Hendekli olmak…
Şunu gönül rahatlığıyla söyleyebilirim ki Hendekli olmaktan Ve Hendek’te yaşamaktan gurur duyuyorum.
Havasıyla, suyuyla, doğasıyla, birçok mahalle ve köylerinde halen yaşatılan bazı örf ve adetleriyle, yerli veya farklı coğrafyalardan gelmiş halkıyla ülkesini seven bir topluluk oluşturduğumuz yaşamaya değer bir kasabayız.
İki buçuk saatte Türkiye’mizin merkezi sayılan Ankara’ya, iki saatte dünyanın göz bebeği İstanbul’a ulaşabiliyor dahası yarım saatte bir dağda veya dere kenarında piknik yaparken bir saatte Karadeniz’de denize girebiliyoruz. Ayrıca yarım saatte iki güzel kent olan Sakarya ve Düzce’nin merkezlerine ulaşabiliyoruz.
Peki hepimizin bildiği bu bilgileri niçin hatırlatma gereği duydum?
Konuyu daha iyi aktarabilmek adına sizinle hayata farklı açıdan bakabilmekle ilgili bir hikaye paylaşmak istiyorum: "Bir gün New-York'ta bir grup iş arkadaşı, yemek molasında dışarıya çıkar. Gruptan biri, Kızılderili'dir. Yolda yürürken insan kalabalığı, siren sesleri, yoldaki is makinelerinin çıkardığı gürültü ve korna sesleri arasında ilerlerken, Kızılderili, kulağına cırcır böceği sesinin geldiğini söyleyerek cırcır böceği aramaya baslar. Arkadaşları, bu kadar gürültünün arasında bu sesi duyamayacağını, kendisinin öyle zannettiğini söyleyip yollarına devam eder. Aralarından bir tanesi inanmasa da, onunla aramaya devam eder. Kızılderili, yolun karşı tarafına doğru yürür, arkadaşı da onu takip eder. Binaların arasındaki bir tutam yeşilliğin arasında gerçekten bir cırcır böceği bulurlar. Arkadaşı, Kızılderili'ye: "Senin insanüstü güçlerin var. Bu sesi nasıl duydun?" diye sorar. Kızılderili ise; bu sesi duymak için insanüstü güçlere sahip olmaya gerek olmadığını söyleyerek, arkadaşına kendisini takip etmesini söyler. Kaldırıma geçerler ve Kızılderili cebinden çıkardığı bozuk parayı kaldırımda yuvarlar. Birçok insan, bozuk para sesini duyunca sesin geldiği tarafa bakarak, onun ceplerinden düşüp düşmediğini kontrol eder. Kızılderili, arkadaşına dönerek: "Önemli olan, nelere değer verdiğin ve neleri önemsediğindir. Her şeyi ona göre duyar, görür ve hissedersin." Der.

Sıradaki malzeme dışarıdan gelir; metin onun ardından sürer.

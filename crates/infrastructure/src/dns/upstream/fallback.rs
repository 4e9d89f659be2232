use super::UpstreamGroupBuilder;
use sluice_dns_application::ports::{UpstreamGroup, UpstreamGroupProvider, UpstreamOptions};
use sluice_dns_domain::{DomainError, UpstreamGroupKind};
use std::sync::Arc;

/// Fallback servers, used when every main upstream fails.
pub struct FallbackUpstreams {
    lines: Vec<String>,
    builder: UpstreamGroupBuilder,
}

impl FallbackUpstreams {
    pub fn new(lines: Vec<String>) -> Self {
        Self {
            lines,
            builder: UpstreamGroupBuilder::new(),
        }
    }
}

impl UpstreamGroupProvider for FallbackUpstreams {
    fn build(&self, options: &UpstreamOptions) -> Result<Arc<dyn UpstreamGroup>, DomainError> {
        Ok(Arc::new(self.builder.build_group(
            UpstreamGroupKind::Fallback,
            &self.lines,
            options,
        )?))
    }
}
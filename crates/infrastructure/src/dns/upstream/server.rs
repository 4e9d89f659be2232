use crate::dns::transport::{self, tcp::TcpTransport, Endpoint, Transport, TransportContext};
use sluice_dns_domain::{DomainError, UpstreamProtocol};
use std::fmt;
use std::sync::atomic::{AtomicU64, Ordering};
use std::sync::Arc;
use std::time::Duration;

/// Smoothing factor of the latency average, in 1/8ths of the new sample.
const EWMA_WEIGHT_EIGHTHS: u64 = 2;

/// Latency assumed for an upstream that has not answered yet.
const INITIAL_LATENCY_US: u64 = 50_000;

/// One upstream of a group: its transport plus observed latency.
pub struct UpstreamServer {
    protocol: UpstreamProtocol,
    display: Arc<str>,
    transport: Transport,
    tcp_fallback: Option<Transport>,
    timeout: Duration,
    latency_us: AtomicU64,
}

impl UpstreamServer {
    pub fn new(protocol: UpstreamProtocol, ctx: &TransportContext) -> Result<Self, DomainError> {
        let transport = transport::create_transport(&protocol, ctx)?;
        let tcp_fallback = match &protocol {
            UpstreamProtocol::Udp { host, port } => Some(Transport::Tcp(TcpTransport::new(
                Arc::new(Endpoint::new(host, *port, ctx.bootstrap.clone(), ctx.prefer_ipv6)),
            ))),
            _ => None,
        };

        Ok(Self {
            display: Arc::from(protocol.to_string()),
            protocol,
            transport,
            tcp_fallback,
            timeout: ctx.timeout,
            latency_us: AtomicU64::new(INITIAL_LATENCY_US),
        })
    }

    pub fn protocol(&self) -> &UpstreamProtocol {
        &self.protocol
    }

    pub fn display(&self) -> &Arc<str> {
        &self.display
    }

    pub fn transport(&self) -> &Transport {
        &self.transport
    }

    /// TCP transport to retry truncated UDP answers with.
    pub fn tcp_fallback(&self) -> Option<&Transport> {
        self.tcp_fallback.as_ref()
    }

    pub fn timeout(&self) -> Duration {
        self.timeout
    }

    pub fn latency_us(&self) -> u64 {
        self.latency_us.load(Ordering::Relaxed)
    }

    pub fn record_latency(&self, sample: Duration) {
        let sample = sample.as_micros().min(u128::from(u64::MAX)) as u64;
        let _ = self
            .latency_us
            .fetch_update(Ordering::Relaxed, Ordering::Relaxed, |old| {
                Some((old * (8 - EWMA_WEIGHT_EIGHTHS) + sample * EWMA_WEIGHT_EIGHTHS) / 8)
            });
    }

    /// Penalizes an upstream that failed to answer.
    pub fn record_failure(&self) {
        self.record_latency(self.timeout);
    }
}

impl fmt::Debug for UpstreamServer {
    fn fmt(&self, f: &mut fmt::Formatter<'_>) -> fmt::Result {
        f.debug_struct("UpstreamServer")
            .field("upstream", &self.display)
            .field("latency_us", &self.latency_us())
            .finish()
    }
}
//! Parsing of upstream specifications.
//!
//! Accepted upstream forms:
//! - `1.1.1.1`, `1.1.1.1:5353`, `[2606:4700::1111]:53`, `dns.lan` (plain DNS over UDP)
//! - `udp://`, `tcp://`, `tls://`, `quic://` followed by `host[:port]`
//! - `https://host[:port]/path`, `h3://host[:port]/path`
//!
//! A configuration line is either a whitespace-separated list of upstreams or a
//! domain-reserved line `[/example.org/other.lan/]upstream ...`. The special
//! upstream `#` in a reserved line excludes the domains from reservation.

use crate::errors::DomainError;
use std::fmt;
use std::net::IpAddr;
use std::str::FromStr;

#[derive(Debug, Clone, PartialEq, Eq, Hash)]
pub enum UpstreamProtocol {
    Udp { host: String, port: u16 },
    Tcp { host: String, port: u16 },
    Tls { host: String, port: u16 },
    Quic { host: String, port: u16 },
    Https { host: String, port: u16, path: String },
    H3 { host: String, port: u16, path: String },
}

impl UpstreamProtocol {
    pub fn scheme(&self) -> &'static str {
        match self {
            Self::Udp { .. } => "udp",
            Self::Tcp { .. } => "tcp",
            Self::Tls { .. } => "tls",
            Self::Quic { .. } => "quic",
            Self::Https { .. } => "https",
            Self::H3 { .. } => "h3",
        }
    }

    pub fn host(&self) -> &str {
        match self {
            Self::Udp { host, .. }
            | Self::Tcp { host, .. }
            | Self::Tls { host, .. }
            | Self::Quic { host, .. }
            | Self::Https { host, .. }
            | Self::H3 { host, .. } => host,
        }
    }

    pub fn port(&self) -> u16 {
        match self {
            Self::Udp { port, .. }
            | Self::Tcp { port, .. }
            | Self::Tls { port, .. }
            | Self::Quic { port, .. }
            | Self::Https { port, .. }
            | Self::H3 { port, .. } => *port,
        }
    }

    /// True when the host is a name that must go through the bootstrap resolver.
    pub fn needs_bootstrap(&self) -> bool {
        self.host().parse::<IpAddr>().is_err()
    }

    pub fn is_encrypted(&self) -> bool {
        !matches!(self, Self::Udp { .. } | Self::Tcp { .. })
    }

    pub fn is_http(&self) -> bool {
        matches!(self, Self::Https { .. } | Self::H3 { .. })
    }
}

fn default_port(scheme: &str) -> u16 {
    match scheme {
        "tls" | "quic" => 853,
        "https" | "h3" => 443,
        _ => 53,
    }
}

/// Splits `host[:port]`, accepting bracketed and bare IPv6 literals.
fn split_host_port(authority: &str, default: u16) -> Result<(String, u16), DomainError> {
    let invalid = || DomainError::InvalidUpstream(format!("invalid address '{}'", authority));

    if authority.is_empty() {
        return Err(invalid());
    }

    if let Some(rest) = authority.strip_prefix('[') {
        let (host, tail) = rest.split_once(']').ok_or_else(invalid)?;
        host.parse::<IpAddr>().map_err(|_| invalid())?;
        let port = match tail {
            "" => default,
            t => t
                .strip_prefix(':')
                .and_then(|p| p.parse::<u16>().ok())
                .ok_or_else(invalid)?,
        };
        return Ok((host.to_string(), port));
    }

    if authority.matches(':').count() > 1 {
        authority.parse::<IpAddr>().map_err(|_| invalid())?;
        return Ok((authority.to_string(), default));
    }

    match authority.rsplit_once(':') {
        Some((host, port)) => {
            let port = port.parse::<u16>().map_err(|_| invalid())?;
            if host.is_empty() || port == 0 {
                return Err(invalid());
            }
            Ok((host.to_string(), port))
        }
        None => Ok((authority.to_string(), default)),
    }
}

impl FromStr for UpstreamProtocol {
    type Err = DomainError;

    fn from_str(s: &str) -> Result<Self, Self::Err> {
        let s = s.trim();
        let (scheme, rest) = match s.split_once("://") {
            Some((scheme, rest)) => (scheme.to_ascii_lowercase(), rest),
            None => ("udp".to_string(), s),
        };

        match scheme.as_str() {
            "udp" | "tcp" | "tls" | "quic" => {
                if rest.contains('/') {
                    return Err(DomainError::InvalidUpstream(format!(
                        "unexpected path in '{}'",
                        s
                    )));
                }
                let (host, port) = split_host_port(rest, default_port(&scheme))?;
                Ok(match scheme.as_str() {
                    "udp" => Self::Udp { host, port },
                    "tcp" => Self::Tcp { host, port },
                    "tls" => Self::Tls { host, port },
                    _ => Self::Quic { host, port },
                })
            }
            "https" | "h3" => {
                let (authority, path) = match rest.find('/') {
                    Some(idx) => (&rest[..idx], rest[idx..].to_string()),
                    None => (rest, "/dns-query".to_string()),
                };
                let (host, port) = split_host_port(authority, default_port(&scheme))?;
                Ok(if scheme == "https" {
                    Self::Https { host, port, path }
                } else {
                    Self::H3 { host, port, path }
                })
            }
            other => Err(DomainError::InvalidUpstream(format!(
                "unsupported scheme '{}' in '{}'",
                other, s
            ))),
        }
    }
}

impl fmt::Display for UpstreamProtocol {
    fn fmt(&self, f: &mut fmt::Formatter<'_>) -> fmt::Result {
        let host = self.host();
        let host = if host.contains(':') {
            format!("[{}]", host)
        } else {
            host.to_string()
        };
        match self {
            Self::Https { port, path, .. } | Self::H3 { port, path, .. } => {
                write!(f, "{}://{}:{}{}", self.scheme(), host, port, path)
            }
            _ => write!(f, "{}://{}:{}", self.scheme(), host, self.port()),
        }
    }
}

/// One parsed line of an upstream configuration.
#[derive(Debug, Clone, PartialEq, Eq)]
pub struct UpstreamLine {
    /// Domains the upstreams are reserved for; empty for general upstreams.
    pub domains: Vec<String>,
    /// Upstreams of the line; empty for an exclusion line (`[/domain/]#`).
    pub upstreams: Vec<UpstreamProtocol>,
}

impl UpstreamLine {
    pub fn is_reserved(&self) -> bool {
        !self.domains.is_empty()
    }

    pub fn is_exclusion(&self) -> bool {
        self.is_reserved() && self.upstreams.is_empty()
    }

    pub fn parse(line: &str) -> Result<Self, DomainError> {
        let line = line.trim();

        let (domains, rest) = match line.strip_prefix("[/") {
            Some(tail) => {
                let (spec, rest) = tail.split_once("/]").ok_or_else(|| {
                    DomainError::InvalidUpstream(format!("unterminated domain spec in '{}'", line))
                })?;
                let domains: Vec<String> = spec
                    .split('/')
                    .map(|d| d.trim().trim_end_matches('.').to_ascii_lowercase())
                    .collect();
                if domains.iter().any(|d| d.is_empty()) {
                    return Err(DomainError::InvalidUpstream(format!(
                        "empty domain in '{}'",
                        line
                    )));
                }
                (domains, rest.trim())
            }
            None => (Vec::new(), line),
        };

        if !domains.is_empty() && rest == "#" {
            return Ok(Self {
                domains,
                upstreams: Vec::new(),
            });
        }

        let upstreams = rest
            .split_whitespace()
            .map(UpstreamProtocol::from_str)
            .collect::<Result<Vec<_>, _>>()?;

        if upstreams.is_empty() {
            return Err(DomainError::InvalidUpstream(format!(
                "no upstreams in '{}'",
                line
            )));
        }

        Ok(Self { domains, upstreams })
    }
}
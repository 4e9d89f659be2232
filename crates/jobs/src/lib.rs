pub mod runner;
pub mod upstream_files_sync;

pub use runner::JobRunner;
pub use upstream_files_sync::UpstreamFilesSyncJob;
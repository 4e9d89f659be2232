use super::endpoint::sort_by_family;
use super::{DnsTransport, TransportContext, TransportResponse};
use async_trait::async_trait;
use reqwest::dns::{Addrs, Name, Resolve, Resolving};
use sluice_dns_application::ports::BootstrapResolver;
use sluice_dns_domain::{DomainError, UpstreamProtocol};
use std::sync::Arc;
use std::time::Duration;
use tracing::debug;

/// Expected content type for DNS-over-HTTPS responses (RFC 8484 §4.2.1)
const DNS_MESSAGE_CONTENT_TYPE: &str = "application/dns-message";

/// Routes reqwest's hostname lookups through the bootstrap resolver.
struct BootstrapDns {
    bootstrap: Arc<dyn BootstrapResolver>,
    prefer_ipv6: bool,
}

impl Resolve for BootstrapDns {
    fn resolve(&self, name: Name) -> Resolving {
        let bootstrap = self.bootstrap.clone();
        let prefer_ipv6 = self.prefer_ipv6;
        Box::pin(async move {
            let mut addrs = bootstrap.resolve(name.as_str(), 0).await?;
            sort_by_family(&mut addrs, prefer_ipv6);
            let addrs: Addrs = Box::new(addrs.into_iter());
            Ok::<_, Box<dyn std::error::Error + Send + Sync>>(addrs)
        })
    }
}

/// DNS-over-HTTPS transport (RFC 8484). `h3://` upstreams use it too,
/// negotiating HTTP/2 or HTTP/1.1.
pub struct HttpsTransport {
    url: String,
    client: reqwest::Client,
}

impl HttpsTransport {
    pub fn new(protocol: &UpstreamProtocol, ctx: &TransportContext) -> Result<Self, DomainError> {
        let (host, port, path) = match protocol {
            UpstreamProtocol::Https { host, port, path } | UpstreamProtocol::H3 { host, port, path } => {
                (host, port, path)
            }
            other => {
                return Err(DomainError::InvalidUpstream(format!(
                    "{} is not an HTTPS upstream",
                    other
                )))
            }
        };
        let authority = if host.contains(':') {
            format!("[{}]", host)
        } else {
            host.clone()
        };
        let url = format!("https://{}:{}{}", authority, port, path);

        let client = reqwest::Client::builder()
            .use_preconfigured_tls((*ctx.doh_tls).clone())
            .dns_resolver(Arc::new(BootstrapDns {
                bootstrap: ctx.bootstrap.clone(),
                prefer_ipv6: ctx.prefer_ipv6,
            }))
            .connect_timeout(ctx.timeout)
            .pool_max_idle_per_host(4)
            .build()
            .map_err(|e| DomainError::InvalidUpstream(format!("{}: {}", url, e)))?;

        Ok(Self { url, client })
    }

    pub fn url(&self) -> &str {
        &self.url
    }
}

#[async_trait]
impl DnsTransport for HttpsTransport {
    async fn send(
        &self,
        message_bytes: &[u8],
        timeout: Duration,
    ) -> Result<TransportResponse, DomainError> {
        debug!(url = %self.url, message_len = message_bytes.len(), "Sending DoH query");

        let response = tokio::time::timeout(
            timeout,
            self.client
                .post(&self.url)
                .header("Content-Type", DNS_MESSAGE_CONTENT_TYPE)
                .header("Accept", DNS_MESSAGE_CONTENT_TYPE)
                .body(message_bytes.to_vec())
                .send(),
        )
        .await
        .map_err(|_| DomainError::Network(format!("Timeout sending DoH query to {}", self.url)))?
        .map_err(|e| DomainError::Network(format!("DoH request to {} failed: {}", self.url, e)))?;

        let status = response.status();
        if !status.is_success() {
            return Err(DomainError::InvalidContent(format!(
                "DoH server {} returned HTTP {}: {}",
                self.url,
                status.as_u16(),
                status.canonical_reason().unwrap_or("Unknown")
            )));
        }

        let response_bytes = tokio::time::timeout(timeout, response.bytes())
            .await
            .map_err(|_| {
                DomainError::Network(format!("Timeout reading DoH response from {}", self.url))
            })?
            .map_err(|e| {
                DomainError::Network(format!(
                    "Failed to read DoH response from {}: {}",
                    self.url, e
                ))
            })?;

        Ok(TransportResponse {
            bytes: response_bytes.to_vec(),
            protocol_used: "HTTPS",
        })
    }

    fn protocol_name(&self) -> &'static str {
        "HTTPS"
    }
}
pub mod web;

pub use web::start_web_server;
use sha2::{Digest, Sha256};
use sluice_dns_domain::{parse_upstream_lines, DomainError, FetchedList, UpstreamLine};

/// Checks fetched bytes and turns them into a `FetchedList`.
///
/// Content must be UTF-8 text, must not be an HTML page and must hold at
/// least one valid upstream line.
pub fn validate_list_content(bytes: &[u8]) -> Result<FetchedList, DomainError> {
    let text = std::str::from_utf8(bytes)
        .map_err(|_| DomainError::InvalidContent("data is not valid UTF-8 text".into()))?;

    if looks_like_html(text) {
        return Err(DomainError::InvalidContent("data is HTML, not an upstream list".into()));
    }

    let lines = parse_upstream_lines(text);
    if lines.is_empty() {
        return Err(DomainError::InvalidContent("no upstream lines found".into()));
    }

    for line in &lines {
        UpstreamLine::parse(line).map_err(|e| {
            DomainError::InvalidContent(format!("bad line '{}': {}", line, e))
        })?;
    }

    Ok(FetchedList {
        content: text.to_string(),
        rules_count: lines.len(),
        checksum: checksum(bytes),
    })
}

/// Hex-encoded SHA-256 of `bytes`.
pub fn checksum(bytes: &[u8]) -> String {
    Sha256::digest(bytes)
        .iter()
        .map(|b| format!("{:02x}", b))
        .collect()
}

fn looks_like_html(text: &str) -> bool {
    let head: String = text
        .trim_start()
        .chars()
        .take(64)
        .collect::<String>()
        .to_ascii_lowercase();
    head.starts_with("<!doctype html") || head.starts_with("<html")
}
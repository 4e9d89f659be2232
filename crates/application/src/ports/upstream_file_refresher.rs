use async_trait::async_trait;
use bytes::Bytes;
use sluice_dns_domain::{DomainError, FetchedList, RefreshOutcome};

/// Retrieves raw list content from a URL or a local path.
///
/// Connectivity failures are reported as `DomainError::Network`, anything
/// else as a content or I/O error.
#[async_trait]
pub trait FileFetcher: Send + Sync {
    async fn fetch(&self, url: &str) -> Result<Bytes, DomainError>;
}

#[async_trait]
pub trait UpstreamFileRefresherPort: Send + Sync {
    /// Runs one refresh pass unless another one is in flight.
    ///
    /// Returns `None` without waiting when the pass could not be acquired.
    async fn try_refresh(&self, force: bool) -> Option<RefreshOutcome>;

    /// Fetches and validates content without touching the cache.
    async fn fetch_validated(&self, url: &str) -> Result<FetchedList, DomainError>;
}
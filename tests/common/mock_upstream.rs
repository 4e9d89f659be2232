use std::net::{Ipv4Addr, SocketAddr};
use std::sync::atomic::{AtomicUsize, Ordering};
use std::sync::Arc;
use tokio::net::UdpSocket;
use tokio::sync::oneshot;

/// Plain-DNS upstream on loopback that answers every A query with `ip`.
pub struct MockUpstream {
    addr: SocketAddr,
    queries: Arc<AtomicUsize>,
    shutdown_tx: Option<oneshot::Sender<()>>,
}

impl MockUpstream {
    pub async fn answering(ip: Ipv4Addr) -> Self {
        let socket = UdpSocket::bind("127.0.0.1:0").await.unwrap();
        let addr = socket.local_addr().unwrap();
        let queries = Arc::new(AtomicUsize::new(0));
        let counter = queries.clone();
        let (shutdown_tx, mut shutdown_rx) = oneshot::channel();

        tokio::spawn(async move {
            let mut buf = vec![0u8; 512];
            loop {
                tokio::select! {
                    _ = &mut shutdown_rx => break,
                    result = socket.recv_from(&mut buf) => {
                        let Ok((len, peer)) = result else { continue };
                        counter.fetch_add(1, Ordering::SeqCst);
                        let response = answer(&buf[..len], ip);
                        let _ = socket.send_to(&response, peer).await;
                    }
                }
            }
        });

        Self {
            addr,
            queries,
            shutdown_tx: Some(shutdown_tx),
        }
    }

    pub fn upstream(&self) -> String {
        self.addr.to_string()
    }

    pub fn queries(&self) -> usize {
        self.queries.load(Ordering::SeqCst)
    }
}

impl Drop for MockUpstream {
    fn drop(&mut self) {
        if let Some(tx) = self.shutdown_tx.take() {
            let _ = tx.send(());
        }
    }
}

fn answer(query: &[u8], ip: Ipv4Addr) -> Vec<u8> {
    if query.len() < 12 {
        return Vec::new();
    }
    let mut response = Vec::with_capacity(query.len() + 16);
    response.extend_from_slice(&query[0..2]);
    response.extend_from_slice(&[0x81, 0x80]);
    response.extend_from_slice(&query[4..6]);
    response.extend_from_slice(&[0x00, 0x01, 0x00, 0x00, 0x00, 0x00]);
    response.extend_from_slice(&query[12..]);
    response.extend_from_slice(&[0xc0, 0x0c, 0x00, 0x01, 0x00, 0x01, 0x00, 0x00, 0x00, 0x3c, 0x00, 0x04]);
    response.extend_from_slice(&ip.octets());
    response
}
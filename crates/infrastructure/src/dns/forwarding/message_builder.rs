//! Query construction in wire format using `hickory-proto`.

use hickory_proto::op::{Message, MessageType, OpCode, Query, ResponseCode};
use hickory_proto::rr::{DNSClass, Name, RecordType};
use hickory_proto::serialize::binary::{BinEncodable, BinEncoder};
use sluice_dns_domain::DomainError;
use std::str::FromStr;

/// Fixed size of the DNS message header.
pub const DNS_HEADER_LEN: usize = 12;

pub struct MessageBuilder;

impl MessageBuilder {
    /// Builds a recursive query for `domain` with a random ID.
    pub fn build_query(domain: &str, record_type: RecordType) -> Result<Vec<u8>, DomainError> {
        Ok(Self::build_query_with_id(domain, record_type)?.1)
    }

    /// Like `build_query`, also returning the ID for response matching.
    pub fn build_query_with_id(
        domain: &str,
        record_type: RecordType,
    ) -> Result<(u16, Vec<u8>), DomainError> {
        let name = Name::from_str(domain).map_err(|e| {
            DomainError::InvalidUpstream(format!("Invalid domain '{}': {}", domain, e))
        })?;

        let mut query = Query::new();
        query.set_name(name);
        query.set_query_type(record_type);
        query.set_query_class(DNSClass::IN);

        let id = fastrand::u16(..);
        let mut message = Message::new(id, MessageType::Query, OpCode::Query);
        message.set_recursion_desired(true);
        message.add_query(query);

        Ok((id, Self::serialize_message(&message)?))
    }

    /// Turns a query into an answerless response carrying `rcode`.
    ///
    /// The question and any OPT record are echoed back unchanged.
    pub fn error_response(query_bytes: &[u8], rcode: ResponseCode) -> Result<Vec<u8>, DomainError> {
        if query_bytes.len() < DNS_HEADER_LEN {
            return Err(DomainError::InvalidContent(format!(
                "DNS query of {} bytes is shorter than a header",
                query_bytes.len()
            )));
        }

        let mut response = query_bytes.to_vec();
        response[2] |= 0x80;
        response[3] = 0x80 | (u16::from(rcode) & 0x0f) as u8;
        Ok(response)
    }

    pub fn serialize_message(message: &Message) -> Result<Vec<u8>, DomainError> {
        let mut buf = Vec::with_capacity(512);
        let mut encoder = BinEncoder::new(&mut buf);

        message.emit(&mut encoder).map_err(|e| {
            DomainError::IoError(format!("Failed to serialize DNS message: {}", e))
        })?;

        Ok(buf)
    }
}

Ben bu şehri seviyorum ve bu şehirde kuş sesine, akan suyun tınısına, iki komşunun muhabbetine, çocuk cıvıltılarına ve cırcır böceğinin sesine kulak kabartan, yaşamaya değer kentler inşa eden; esnaflar, iş adamları, amir, memur ve yöneticiler istiyorum.
Kalın sağlıcakla.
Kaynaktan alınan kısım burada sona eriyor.